:: What is required ::
Search the data below for lines that include the word "ResourcePage" and state how many there are, nothing else.

[Given records Boundary: Start]

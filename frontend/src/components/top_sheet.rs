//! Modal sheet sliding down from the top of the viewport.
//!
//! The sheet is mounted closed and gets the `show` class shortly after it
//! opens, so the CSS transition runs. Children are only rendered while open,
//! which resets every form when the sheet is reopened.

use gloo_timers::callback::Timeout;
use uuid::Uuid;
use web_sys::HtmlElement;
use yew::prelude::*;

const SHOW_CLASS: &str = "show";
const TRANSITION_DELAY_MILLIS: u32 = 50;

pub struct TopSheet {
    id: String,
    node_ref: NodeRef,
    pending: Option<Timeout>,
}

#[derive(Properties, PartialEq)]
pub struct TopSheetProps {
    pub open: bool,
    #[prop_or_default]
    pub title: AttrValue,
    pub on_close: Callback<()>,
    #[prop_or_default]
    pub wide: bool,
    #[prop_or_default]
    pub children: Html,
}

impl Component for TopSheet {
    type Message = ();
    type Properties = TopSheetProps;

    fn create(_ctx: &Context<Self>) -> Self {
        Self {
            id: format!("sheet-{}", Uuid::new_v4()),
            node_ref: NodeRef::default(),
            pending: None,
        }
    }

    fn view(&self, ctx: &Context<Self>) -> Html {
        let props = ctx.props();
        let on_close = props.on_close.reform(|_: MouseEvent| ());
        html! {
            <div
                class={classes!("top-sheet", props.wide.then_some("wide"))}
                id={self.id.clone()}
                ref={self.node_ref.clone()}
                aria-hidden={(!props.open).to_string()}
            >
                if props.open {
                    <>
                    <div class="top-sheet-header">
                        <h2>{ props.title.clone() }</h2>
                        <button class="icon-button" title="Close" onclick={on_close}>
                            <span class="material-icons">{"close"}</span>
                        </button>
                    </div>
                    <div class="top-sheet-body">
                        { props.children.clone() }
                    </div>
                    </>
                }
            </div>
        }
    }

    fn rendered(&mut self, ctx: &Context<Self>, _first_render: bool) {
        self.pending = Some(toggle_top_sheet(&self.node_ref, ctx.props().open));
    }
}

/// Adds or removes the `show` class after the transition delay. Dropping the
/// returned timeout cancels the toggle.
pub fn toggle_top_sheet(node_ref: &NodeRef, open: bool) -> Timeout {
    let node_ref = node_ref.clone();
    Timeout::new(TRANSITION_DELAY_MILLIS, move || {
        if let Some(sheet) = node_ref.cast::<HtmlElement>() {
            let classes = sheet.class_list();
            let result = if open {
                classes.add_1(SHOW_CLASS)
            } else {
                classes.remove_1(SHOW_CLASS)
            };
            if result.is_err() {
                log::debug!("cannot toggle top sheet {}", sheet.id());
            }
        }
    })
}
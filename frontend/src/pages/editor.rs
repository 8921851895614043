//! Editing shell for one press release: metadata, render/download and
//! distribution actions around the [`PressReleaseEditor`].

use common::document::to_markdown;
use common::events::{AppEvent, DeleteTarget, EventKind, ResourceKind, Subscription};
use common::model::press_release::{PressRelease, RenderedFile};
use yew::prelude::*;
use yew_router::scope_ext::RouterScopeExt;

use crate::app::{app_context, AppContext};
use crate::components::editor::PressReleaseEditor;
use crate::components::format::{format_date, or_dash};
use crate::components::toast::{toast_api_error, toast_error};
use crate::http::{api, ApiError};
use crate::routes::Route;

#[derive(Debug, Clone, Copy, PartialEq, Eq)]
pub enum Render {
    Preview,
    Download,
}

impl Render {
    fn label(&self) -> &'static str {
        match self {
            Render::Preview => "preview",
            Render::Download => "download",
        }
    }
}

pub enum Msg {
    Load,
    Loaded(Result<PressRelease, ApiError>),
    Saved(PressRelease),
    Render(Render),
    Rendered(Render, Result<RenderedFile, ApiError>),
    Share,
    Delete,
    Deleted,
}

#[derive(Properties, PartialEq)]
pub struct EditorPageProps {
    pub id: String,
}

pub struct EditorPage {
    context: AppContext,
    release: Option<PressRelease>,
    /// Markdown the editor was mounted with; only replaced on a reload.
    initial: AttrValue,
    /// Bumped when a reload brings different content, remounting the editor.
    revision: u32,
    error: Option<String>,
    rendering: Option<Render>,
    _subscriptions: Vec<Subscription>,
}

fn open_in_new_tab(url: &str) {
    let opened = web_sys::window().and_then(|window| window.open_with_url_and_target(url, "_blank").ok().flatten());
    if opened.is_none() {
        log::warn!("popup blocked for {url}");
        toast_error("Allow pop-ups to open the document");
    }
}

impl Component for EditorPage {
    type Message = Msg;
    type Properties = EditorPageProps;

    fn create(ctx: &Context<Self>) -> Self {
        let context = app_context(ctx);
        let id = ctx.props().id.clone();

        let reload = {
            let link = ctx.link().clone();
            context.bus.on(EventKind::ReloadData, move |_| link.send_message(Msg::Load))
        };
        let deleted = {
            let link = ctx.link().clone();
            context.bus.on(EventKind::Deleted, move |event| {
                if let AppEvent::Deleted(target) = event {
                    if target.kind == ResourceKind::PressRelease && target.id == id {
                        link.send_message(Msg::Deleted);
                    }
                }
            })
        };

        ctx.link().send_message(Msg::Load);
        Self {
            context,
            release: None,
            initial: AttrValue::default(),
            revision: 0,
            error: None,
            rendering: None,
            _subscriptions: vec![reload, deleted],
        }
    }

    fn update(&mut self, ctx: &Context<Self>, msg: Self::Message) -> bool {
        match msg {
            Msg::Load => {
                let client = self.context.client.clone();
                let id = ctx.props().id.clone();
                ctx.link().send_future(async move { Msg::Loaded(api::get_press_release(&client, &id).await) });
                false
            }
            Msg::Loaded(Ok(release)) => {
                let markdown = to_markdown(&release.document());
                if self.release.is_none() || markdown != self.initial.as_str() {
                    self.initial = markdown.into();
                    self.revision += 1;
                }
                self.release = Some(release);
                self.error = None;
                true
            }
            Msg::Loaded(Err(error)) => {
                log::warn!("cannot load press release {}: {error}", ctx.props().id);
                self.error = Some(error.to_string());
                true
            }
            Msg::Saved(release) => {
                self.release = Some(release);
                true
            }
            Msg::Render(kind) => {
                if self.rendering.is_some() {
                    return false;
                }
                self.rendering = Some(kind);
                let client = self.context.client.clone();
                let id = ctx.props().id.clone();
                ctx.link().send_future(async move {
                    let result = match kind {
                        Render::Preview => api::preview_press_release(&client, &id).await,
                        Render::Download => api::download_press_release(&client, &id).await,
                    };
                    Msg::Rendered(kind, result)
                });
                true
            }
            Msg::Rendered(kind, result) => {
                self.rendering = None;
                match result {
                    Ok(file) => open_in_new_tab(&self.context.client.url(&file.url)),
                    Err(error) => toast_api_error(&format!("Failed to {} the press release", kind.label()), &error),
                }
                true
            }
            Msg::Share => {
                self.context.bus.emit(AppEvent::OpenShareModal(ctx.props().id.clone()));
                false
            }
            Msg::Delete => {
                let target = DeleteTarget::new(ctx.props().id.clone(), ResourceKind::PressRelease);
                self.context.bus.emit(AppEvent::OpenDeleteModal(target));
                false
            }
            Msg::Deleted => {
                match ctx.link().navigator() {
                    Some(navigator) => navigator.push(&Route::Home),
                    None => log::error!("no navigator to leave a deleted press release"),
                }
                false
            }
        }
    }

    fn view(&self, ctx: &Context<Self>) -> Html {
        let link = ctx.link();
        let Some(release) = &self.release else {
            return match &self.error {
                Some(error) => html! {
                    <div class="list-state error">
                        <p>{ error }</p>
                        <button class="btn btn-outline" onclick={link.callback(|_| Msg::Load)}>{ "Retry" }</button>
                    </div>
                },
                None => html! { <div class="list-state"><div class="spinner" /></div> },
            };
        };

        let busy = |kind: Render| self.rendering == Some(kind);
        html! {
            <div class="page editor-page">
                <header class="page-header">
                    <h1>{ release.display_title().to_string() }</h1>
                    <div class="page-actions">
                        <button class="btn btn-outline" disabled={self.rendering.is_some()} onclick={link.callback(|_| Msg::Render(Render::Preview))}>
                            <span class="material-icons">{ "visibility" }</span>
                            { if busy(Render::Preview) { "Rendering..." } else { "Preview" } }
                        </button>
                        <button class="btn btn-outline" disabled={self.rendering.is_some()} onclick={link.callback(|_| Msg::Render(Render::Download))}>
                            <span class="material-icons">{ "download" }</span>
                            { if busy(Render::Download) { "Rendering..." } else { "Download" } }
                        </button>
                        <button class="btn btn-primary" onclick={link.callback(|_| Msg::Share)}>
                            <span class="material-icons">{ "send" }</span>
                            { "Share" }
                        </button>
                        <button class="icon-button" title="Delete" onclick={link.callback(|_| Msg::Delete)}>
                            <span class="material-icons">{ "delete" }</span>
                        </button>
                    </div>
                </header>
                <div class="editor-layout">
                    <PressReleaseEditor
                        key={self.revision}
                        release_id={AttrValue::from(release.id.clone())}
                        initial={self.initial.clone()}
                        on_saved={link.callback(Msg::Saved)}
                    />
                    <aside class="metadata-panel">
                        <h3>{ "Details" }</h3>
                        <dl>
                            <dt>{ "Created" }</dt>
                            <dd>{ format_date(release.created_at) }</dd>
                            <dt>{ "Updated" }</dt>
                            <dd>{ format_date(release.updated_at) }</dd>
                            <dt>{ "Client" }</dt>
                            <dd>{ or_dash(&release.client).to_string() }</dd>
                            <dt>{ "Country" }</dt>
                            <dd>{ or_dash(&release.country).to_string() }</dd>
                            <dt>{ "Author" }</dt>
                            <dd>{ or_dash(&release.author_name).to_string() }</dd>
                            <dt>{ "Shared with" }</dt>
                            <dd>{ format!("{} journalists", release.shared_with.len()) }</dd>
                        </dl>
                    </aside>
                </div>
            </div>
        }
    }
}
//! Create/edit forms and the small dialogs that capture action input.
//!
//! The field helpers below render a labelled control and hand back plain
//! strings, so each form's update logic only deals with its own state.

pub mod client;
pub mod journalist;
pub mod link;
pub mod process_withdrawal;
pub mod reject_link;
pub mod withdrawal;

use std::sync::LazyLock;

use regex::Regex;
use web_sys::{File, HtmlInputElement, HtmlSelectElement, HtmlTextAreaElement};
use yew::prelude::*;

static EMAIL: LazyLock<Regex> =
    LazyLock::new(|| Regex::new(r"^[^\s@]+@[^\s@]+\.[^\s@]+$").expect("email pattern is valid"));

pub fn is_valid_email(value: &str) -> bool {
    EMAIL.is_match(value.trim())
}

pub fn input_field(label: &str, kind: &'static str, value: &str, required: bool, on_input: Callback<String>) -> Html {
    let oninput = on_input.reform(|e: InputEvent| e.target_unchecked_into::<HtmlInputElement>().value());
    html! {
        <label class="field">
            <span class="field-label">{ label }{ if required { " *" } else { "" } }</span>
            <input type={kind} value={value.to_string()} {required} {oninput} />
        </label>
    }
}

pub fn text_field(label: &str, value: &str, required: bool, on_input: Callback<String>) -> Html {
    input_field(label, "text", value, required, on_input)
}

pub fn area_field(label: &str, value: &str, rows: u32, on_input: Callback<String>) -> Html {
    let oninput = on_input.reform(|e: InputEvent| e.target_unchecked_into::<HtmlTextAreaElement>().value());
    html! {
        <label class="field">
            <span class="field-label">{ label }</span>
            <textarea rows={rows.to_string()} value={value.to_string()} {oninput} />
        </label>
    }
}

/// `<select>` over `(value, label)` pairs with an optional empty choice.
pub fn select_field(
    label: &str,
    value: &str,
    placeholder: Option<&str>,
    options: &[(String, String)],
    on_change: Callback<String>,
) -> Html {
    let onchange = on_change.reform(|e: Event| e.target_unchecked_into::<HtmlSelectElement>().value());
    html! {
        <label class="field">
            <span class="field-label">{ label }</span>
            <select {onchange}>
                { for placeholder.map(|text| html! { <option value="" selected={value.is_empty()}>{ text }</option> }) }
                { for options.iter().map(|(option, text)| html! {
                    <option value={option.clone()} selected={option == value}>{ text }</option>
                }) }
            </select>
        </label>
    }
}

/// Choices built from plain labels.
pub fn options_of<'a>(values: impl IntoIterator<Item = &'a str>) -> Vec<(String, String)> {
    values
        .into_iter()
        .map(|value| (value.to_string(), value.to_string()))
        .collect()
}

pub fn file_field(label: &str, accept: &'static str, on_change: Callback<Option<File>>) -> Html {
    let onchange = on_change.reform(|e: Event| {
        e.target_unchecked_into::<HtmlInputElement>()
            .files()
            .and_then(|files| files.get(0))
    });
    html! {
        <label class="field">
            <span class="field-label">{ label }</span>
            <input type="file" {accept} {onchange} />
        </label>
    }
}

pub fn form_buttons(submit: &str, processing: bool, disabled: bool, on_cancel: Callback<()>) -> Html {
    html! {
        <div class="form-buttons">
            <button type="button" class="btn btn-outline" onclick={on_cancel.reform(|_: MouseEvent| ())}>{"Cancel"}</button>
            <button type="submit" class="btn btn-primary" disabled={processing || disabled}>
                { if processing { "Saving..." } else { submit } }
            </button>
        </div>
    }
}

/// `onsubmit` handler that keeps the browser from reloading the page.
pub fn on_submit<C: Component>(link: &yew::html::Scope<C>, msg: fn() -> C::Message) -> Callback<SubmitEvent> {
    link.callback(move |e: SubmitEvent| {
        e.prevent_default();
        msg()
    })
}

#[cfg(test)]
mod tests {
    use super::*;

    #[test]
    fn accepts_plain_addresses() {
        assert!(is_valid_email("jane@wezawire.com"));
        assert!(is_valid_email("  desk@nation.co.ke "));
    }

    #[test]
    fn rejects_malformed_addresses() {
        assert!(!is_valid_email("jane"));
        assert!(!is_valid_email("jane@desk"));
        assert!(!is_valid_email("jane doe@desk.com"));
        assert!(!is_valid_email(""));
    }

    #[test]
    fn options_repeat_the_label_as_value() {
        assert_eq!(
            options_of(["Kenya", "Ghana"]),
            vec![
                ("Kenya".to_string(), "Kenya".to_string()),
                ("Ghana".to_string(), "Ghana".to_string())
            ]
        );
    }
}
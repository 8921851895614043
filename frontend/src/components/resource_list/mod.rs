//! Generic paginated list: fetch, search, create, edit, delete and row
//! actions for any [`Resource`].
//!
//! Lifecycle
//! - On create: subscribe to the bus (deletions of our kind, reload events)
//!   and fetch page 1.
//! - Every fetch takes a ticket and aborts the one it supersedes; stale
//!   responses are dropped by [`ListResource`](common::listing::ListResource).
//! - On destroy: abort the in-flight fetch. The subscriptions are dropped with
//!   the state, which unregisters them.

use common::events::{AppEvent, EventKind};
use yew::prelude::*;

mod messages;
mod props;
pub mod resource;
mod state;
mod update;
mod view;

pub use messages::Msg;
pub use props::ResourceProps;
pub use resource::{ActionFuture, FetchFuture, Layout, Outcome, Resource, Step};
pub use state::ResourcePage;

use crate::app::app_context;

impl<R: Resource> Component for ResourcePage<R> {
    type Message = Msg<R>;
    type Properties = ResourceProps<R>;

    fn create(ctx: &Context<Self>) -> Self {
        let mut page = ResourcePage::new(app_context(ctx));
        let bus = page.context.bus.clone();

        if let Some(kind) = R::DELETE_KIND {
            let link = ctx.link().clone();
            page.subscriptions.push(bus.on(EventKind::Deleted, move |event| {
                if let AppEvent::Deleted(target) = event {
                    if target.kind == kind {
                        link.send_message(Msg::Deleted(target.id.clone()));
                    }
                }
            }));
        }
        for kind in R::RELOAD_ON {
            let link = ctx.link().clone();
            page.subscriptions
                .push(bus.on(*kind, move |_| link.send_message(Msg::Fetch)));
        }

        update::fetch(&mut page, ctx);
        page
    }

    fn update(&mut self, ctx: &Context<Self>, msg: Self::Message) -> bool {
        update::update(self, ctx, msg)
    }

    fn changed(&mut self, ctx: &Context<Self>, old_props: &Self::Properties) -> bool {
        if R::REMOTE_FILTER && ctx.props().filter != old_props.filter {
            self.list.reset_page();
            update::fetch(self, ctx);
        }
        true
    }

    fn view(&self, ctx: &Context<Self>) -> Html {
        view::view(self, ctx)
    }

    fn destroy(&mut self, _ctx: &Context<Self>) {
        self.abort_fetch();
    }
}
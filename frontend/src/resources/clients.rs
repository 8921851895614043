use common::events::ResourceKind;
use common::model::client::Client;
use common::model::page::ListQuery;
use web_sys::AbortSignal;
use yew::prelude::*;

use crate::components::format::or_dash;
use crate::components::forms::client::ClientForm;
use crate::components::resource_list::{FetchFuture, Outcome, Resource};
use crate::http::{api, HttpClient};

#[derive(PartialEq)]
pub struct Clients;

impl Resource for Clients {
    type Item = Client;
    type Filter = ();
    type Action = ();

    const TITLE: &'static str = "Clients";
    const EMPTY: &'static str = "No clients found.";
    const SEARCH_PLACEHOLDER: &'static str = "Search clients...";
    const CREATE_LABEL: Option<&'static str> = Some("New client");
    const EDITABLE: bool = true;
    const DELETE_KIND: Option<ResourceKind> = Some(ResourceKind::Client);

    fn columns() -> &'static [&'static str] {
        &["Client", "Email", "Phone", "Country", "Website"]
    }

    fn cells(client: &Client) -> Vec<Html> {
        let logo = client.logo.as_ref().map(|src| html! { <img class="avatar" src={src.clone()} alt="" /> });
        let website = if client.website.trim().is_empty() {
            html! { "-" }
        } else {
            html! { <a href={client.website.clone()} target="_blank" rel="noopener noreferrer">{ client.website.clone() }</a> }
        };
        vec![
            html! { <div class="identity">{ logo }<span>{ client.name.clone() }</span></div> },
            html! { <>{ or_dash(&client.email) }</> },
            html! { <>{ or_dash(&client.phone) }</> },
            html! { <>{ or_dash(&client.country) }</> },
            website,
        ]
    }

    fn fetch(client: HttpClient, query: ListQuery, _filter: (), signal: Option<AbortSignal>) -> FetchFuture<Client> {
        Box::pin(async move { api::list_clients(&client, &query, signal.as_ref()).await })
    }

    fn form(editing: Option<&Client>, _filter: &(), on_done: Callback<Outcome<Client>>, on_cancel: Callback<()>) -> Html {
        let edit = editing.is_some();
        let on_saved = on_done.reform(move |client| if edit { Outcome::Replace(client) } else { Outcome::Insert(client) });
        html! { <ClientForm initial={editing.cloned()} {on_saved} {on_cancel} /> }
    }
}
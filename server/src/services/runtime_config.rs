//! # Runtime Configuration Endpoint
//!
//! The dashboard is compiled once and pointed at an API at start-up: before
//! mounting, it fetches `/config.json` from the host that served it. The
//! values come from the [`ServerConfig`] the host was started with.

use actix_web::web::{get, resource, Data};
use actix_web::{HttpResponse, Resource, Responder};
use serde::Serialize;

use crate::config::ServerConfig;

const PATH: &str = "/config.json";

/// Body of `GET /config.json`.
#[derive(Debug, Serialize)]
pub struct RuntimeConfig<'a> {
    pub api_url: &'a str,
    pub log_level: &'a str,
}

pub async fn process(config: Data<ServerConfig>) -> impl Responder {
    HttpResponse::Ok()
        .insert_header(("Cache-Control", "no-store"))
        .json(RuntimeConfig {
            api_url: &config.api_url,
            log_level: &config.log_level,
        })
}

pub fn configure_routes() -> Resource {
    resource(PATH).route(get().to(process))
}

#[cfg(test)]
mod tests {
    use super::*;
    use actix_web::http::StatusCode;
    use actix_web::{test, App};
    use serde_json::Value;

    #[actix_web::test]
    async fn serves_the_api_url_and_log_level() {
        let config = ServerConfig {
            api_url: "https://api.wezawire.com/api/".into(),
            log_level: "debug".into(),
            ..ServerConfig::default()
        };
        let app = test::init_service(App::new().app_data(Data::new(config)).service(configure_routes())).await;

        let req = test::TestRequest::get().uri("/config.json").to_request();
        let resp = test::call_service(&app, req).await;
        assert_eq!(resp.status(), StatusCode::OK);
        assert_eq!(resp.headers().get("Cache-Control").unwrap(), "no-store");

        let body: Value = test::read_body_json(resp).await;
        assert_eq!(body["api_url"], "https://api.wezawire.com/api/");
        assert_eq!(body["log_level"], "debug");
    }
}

[Given records Boundary: End]

:: Answer to the exercise ::
3